PROBLEM DETAILS:
The lines to find are those in the entries that hold the word "state"; copy every one of them.

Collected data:

<<<<

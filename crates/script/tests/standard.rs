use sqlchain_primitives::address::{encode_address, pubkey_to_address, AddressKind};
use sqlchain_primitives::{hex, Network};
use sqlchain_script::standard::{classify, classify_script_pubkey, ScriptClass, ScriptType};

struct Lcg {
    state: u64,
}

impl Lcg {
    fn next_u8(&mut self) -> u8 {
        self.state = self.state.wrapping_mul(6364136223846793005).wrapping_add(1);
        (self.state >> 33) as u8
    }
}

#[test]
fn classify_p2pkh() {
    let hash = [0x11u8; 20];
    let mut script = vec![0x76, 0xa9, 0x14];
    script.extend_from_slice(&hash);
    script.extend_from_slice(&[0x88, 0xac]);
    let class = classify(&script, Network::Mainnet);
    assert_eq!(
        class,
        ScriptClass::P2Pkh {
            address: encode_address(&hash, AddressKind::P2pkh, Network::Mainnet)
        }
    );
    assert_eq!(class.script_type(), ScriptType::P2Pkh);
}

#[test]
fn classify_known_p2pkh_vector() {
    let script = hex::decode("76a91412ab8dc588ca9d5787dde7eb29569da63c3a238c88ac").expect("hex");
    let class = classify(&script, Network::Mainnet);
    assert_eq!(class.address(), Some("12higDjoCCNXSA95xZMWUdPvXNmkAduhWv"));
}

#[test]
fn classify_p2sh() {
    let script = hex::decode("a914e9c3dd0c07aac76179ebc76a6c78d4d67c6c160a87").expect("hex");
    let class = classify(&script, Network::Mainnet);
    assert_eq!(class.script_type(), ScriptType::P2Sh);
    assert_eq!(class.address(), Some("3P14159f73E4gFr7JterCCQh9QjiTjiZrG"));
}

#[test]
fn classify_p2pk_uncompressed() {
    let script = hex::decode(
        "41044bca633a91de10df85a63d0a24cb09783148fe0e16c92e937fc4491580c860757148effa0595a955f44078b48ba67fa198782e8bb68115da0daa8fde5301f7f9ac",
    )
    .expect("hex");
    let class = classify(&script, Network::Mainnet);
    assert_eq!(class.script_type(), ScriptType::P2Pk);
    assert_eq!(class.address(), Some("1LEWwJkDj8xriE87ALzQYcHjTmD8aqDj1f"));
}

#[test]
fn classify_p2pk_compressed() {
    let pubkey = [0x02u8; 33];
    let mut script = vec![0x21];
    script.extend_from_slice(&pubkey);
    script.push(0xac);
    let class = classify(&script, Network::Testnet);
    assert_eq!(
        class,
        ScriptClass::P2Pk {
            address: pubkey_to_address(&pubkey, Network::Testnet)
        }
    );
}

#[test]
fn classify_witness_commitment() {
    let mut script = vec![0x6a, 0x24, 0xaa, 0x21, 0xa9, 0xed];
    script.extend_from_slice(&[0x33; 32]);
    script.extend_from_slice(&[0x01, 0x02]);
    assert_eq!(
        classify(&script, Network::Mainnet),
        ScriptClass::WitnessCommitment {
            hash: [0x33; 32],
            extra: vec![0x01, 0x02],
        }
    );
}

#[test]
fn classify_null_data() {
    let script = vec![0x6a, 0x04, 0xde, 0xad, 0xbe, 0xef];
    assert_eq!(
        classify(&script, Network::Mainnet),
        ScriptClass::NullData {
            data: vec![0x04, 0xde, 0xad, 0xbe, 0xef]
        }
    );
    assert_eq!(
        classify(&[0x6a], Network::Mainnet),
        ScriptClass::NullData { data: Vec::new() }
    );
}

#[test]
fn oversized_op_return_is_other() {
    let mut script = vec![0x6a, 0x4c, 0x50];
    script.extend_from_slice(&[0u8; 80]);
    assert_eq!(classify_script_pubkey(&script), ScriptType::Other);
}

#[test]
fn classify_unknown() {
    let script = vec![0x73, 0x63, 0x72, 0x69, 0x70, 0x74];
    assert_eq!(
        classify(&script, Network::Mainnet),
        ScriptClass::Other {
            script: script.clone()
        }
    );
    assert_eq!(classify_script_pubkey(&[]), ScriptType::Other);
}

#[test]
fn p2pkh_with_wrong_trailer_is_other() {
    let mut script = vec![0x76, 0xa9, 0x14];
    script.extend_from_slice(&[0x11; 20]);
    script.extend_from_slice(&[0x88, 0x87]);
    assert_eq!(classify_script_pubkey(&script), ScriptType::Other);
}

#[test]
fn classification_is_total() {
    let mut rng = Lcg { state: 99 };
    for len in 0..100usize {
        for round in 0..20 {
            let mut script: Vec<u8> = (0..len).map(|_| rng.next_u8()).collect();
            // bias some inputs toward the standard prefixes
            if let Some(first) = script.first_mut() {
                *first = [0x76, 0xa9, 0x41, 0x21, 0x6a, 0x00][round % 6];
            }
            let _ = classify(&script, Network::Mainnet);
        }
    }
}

>>>>

ANSWER TO THIS PROBLEM:
    state: u64,
        self.state = self.state.wrapping_mul(6364136223846793005).wrapping_add(1);
        (self.state >> 33) as u8
    let mut rng = Lcg { state: 99 };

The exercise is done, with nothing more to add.